* Try it
Check each line of the material. Copy those containing "EnvOpts".

* Record excerpts
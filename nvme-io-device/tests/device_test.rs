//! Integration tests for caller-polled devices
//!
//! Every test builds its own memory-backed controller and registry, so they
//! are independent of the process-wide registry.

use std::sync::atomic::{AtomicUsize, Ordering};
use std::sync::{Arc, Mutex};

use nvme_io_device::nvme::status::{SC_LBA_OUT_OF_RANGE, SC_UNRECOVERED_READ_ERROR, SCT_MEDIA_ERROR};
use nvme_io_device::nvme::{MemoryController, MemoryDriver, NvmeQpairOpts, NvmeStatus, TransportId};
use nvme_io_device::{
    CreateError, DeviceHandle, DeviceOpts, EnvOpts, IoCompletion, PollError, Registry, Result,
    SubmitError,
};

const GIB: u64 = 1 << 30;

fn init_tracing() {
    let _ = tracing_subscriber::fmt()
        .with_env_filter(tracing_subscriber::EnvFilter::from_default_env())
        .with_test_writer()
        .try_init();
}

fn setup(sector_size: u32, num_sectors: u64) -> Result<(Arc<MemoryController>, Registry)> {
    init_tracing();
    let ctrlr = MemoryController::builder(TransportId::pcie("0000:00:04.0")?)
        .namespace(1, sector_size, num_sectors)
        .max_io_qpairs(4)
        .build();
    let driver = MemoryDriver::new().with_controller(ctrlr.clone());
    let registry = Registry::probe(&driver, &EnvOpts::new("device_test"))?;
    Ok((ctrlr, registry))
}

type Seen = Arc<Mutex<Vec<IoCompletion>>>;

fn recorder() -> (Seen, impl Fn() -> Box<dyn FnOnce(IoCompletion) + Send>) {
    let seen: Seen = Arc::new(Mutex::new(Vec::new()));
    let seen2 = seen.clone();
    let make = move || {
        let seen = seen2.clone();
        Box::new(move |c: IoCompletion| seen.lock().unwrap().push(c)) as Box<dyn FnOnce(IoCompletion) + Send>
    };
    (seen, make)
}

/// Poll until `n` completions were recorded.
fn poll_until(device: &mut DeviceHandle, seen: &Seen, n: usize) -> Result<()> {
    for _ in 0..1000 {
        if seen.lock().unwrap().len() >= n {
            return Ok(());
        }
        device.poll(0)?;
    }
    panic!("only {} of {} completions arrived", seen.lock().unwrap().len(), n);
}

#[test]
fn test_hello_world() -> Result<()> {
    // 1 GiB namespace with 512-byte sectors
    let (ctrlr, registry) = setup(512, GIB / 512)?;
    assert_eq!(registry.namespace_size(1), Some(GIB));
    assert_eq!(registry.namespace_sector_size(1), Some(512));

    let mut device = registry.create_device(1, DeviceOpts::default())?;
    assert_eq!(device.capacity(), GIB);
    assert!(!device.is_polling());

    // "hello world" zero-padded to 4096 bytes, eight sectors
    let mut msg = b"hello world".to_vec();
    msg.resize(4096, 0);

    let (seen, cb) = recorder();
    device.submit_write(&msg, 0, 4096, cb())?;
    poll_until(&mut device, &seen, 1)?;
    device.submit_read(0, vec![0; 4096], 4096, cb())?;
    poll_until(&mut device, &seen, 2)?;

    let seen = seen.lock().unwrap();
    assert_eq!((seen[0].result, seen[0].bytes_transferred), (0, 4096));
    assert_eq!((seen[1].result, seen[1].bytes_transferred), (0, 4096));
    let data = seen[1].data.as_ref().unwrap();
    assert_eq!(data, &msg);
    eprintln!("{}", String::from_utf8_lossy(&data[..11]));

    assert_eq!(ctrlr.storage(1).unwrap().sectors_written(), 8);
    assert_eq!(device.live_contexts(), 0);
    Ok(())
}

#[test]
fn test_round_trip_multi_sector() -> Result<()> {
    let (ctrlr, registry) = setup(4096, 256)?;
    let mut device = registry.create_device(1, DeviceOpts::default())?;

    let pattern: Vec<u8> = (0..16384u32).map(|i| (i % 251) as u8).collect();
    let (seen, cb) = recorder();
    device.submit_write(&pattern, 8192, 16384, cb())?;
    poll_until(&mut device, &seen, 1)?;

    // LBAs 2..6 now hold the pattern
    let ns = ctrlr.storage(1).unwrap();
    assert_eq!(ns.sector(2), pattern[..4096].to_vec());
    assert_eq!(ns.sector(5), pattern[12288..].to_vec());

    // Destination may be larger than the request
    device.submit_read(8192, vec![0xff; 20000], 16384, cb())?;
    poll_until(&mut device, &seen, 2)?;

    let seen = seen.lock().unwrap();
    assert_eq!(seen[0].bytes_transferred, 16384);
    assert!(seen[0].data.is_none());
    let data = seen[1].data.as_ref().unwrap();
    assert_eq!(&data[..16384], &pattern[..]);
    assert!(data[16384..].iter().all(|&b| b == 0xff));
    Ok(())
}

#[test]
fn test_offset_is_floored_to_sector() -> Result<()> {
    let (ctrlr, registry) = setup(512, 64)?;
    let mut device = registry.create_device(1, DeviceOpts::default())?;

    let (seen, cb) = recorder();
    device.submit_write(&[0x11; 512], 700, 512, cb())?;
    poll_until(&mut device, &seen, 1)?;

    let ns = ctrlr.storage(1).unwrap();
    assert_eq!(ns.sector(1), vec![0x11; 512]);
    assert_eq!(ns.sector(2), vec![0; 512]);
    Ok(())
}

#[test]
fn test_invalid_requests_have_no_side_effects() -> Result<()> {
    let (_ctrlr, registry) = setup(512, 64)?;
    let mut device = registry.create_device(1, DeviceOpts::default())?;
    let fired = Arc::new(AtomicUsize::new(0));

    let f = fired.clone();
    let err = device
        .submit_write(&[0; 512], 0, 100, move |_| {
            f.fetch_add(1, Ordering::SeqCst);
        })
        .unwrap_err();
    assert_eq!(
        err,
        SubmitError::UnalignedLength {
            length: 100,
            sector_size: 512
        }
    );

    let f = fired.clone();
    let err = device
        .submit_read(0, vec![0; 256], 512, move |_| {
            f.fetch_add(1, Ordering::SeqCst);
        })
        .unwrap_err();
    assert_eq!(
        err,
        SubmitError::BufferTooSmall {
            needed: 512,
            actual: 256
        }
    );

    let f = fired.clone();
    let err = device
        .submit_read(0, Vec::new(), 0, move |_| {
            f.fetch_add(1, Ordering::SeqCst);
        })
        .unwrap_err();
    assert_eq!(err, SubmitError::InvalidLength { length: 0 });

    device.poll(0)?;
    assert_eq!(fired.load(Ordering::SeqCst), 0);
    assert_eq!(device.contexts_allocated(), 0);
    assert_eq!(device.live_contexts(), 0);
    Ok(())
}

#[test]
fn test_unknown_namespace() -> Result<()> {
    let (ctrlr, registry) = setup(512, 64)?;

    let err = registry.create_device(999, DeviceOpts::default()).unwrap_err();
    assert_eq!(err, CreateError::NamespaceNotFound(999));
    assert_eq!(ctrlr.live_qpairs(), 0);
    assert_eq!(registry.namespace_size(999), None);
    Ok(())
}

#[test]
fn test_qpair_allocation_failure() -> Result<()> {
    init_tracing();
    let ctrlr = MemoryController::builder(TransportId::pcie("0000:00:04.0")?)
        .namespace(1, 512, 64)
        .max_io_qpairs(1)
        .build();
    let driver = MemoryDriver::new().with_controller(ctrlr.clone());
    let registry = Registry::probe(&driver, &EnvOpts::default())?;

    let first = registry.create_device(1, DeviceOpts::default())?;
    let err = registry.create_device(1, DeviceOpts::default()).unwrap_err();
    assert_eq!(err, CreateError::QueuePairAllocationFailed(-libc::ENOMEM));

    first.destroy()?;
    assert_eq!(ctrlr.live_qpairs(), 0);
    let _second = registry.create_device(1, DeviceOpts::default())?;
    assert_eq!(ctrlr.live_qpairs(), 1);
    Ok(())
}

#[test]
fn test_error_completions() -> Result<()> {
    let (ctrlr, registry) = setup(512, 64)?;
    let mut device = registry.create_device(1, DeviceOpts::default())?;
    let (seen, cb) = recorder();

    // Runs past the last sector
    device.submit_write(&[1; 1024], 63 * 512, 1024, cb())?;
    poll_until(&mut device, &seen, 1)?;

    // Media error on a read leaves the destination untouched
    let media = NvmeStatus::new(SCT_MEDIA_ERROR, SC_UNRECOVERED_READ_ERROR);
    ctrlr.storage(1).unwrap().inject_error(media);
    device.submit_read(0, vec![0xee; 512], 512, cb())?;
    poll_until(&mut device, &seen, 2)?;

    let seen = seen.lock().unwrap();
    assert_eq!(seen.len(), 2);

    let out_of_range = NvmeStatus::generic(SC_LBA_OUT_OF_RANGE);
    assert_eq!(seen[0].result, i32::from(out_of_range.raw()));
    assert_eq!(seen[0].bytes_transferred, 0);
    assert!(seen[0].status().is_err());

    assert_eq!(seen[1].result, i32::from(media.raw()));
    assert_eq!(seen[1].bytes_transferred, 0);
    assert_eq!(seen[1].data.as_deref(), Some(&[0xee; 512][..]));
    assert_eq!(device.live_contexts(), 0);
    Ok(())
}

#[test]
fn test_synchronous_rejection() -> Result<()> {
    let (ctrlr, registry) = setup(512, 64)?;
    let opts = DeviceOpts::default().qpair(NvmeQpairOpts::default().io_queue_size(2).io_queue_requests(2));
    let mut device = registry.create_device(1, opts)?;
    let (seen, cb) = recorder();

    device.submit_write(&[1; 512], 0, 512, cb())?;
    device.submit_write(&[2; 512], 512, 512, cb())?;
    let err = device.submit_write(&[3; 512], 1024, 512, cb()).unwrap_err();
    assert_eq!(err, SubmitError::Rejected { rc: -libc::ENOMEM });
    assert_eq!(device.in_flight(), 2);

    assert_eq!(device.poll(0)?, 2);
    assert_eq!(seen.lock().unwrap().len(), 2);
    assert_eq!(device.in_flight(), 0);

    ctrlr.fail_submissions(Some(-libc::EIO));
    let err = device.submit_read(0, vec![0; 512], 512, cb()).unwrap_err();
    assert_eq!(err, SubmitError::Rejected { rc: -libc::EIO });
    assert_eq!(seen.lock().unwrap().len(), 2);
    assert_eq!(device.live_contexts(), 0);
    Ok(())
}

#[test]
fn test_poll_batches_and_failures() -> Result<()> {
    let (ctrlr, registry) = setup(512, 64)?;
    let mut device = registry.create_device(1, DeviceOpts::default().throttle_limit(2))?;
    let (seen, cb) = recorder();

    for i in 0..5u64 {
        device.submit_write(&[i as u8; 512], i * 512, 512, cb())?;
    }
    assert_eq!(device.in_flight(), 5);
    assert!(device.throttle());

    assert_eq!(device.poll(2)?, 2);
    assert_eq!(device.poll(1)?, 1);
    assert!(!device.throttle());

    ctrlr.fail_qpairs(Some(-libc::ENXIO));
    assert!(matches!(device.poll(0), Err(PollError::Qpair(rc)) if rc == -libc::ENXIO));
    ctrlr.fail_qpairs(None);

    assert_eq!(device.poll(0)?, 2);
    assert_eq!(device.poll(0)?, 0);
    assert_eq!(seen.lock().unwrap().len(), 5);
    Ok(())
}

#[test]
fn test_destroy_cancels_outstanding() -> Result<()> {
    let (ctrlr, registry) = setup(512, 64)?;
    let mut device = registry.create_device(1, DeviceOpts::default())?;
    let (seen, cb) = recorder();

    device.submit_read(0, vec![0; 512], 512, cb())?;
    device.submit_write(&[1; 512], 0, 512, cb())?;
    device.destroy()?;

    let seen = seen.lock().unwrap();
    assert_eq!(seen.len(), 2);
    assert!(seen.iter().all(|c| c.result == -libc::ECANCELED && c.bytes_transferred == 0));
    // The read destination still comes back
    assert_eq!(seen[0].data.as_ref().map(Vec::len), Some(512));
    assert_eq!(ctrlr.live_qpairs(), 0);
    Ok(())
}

* Answer for the task
    CreateError, DeviceHandle, DeviceOpts, EnvOpts, IoCompletion, PollError, Registry, Result,
    let registry = Registry::probe(&driver, &EnvOpts::new("device_test"))?;
    let registry = Registry::probe(&driver, &EnvOpts::default())?;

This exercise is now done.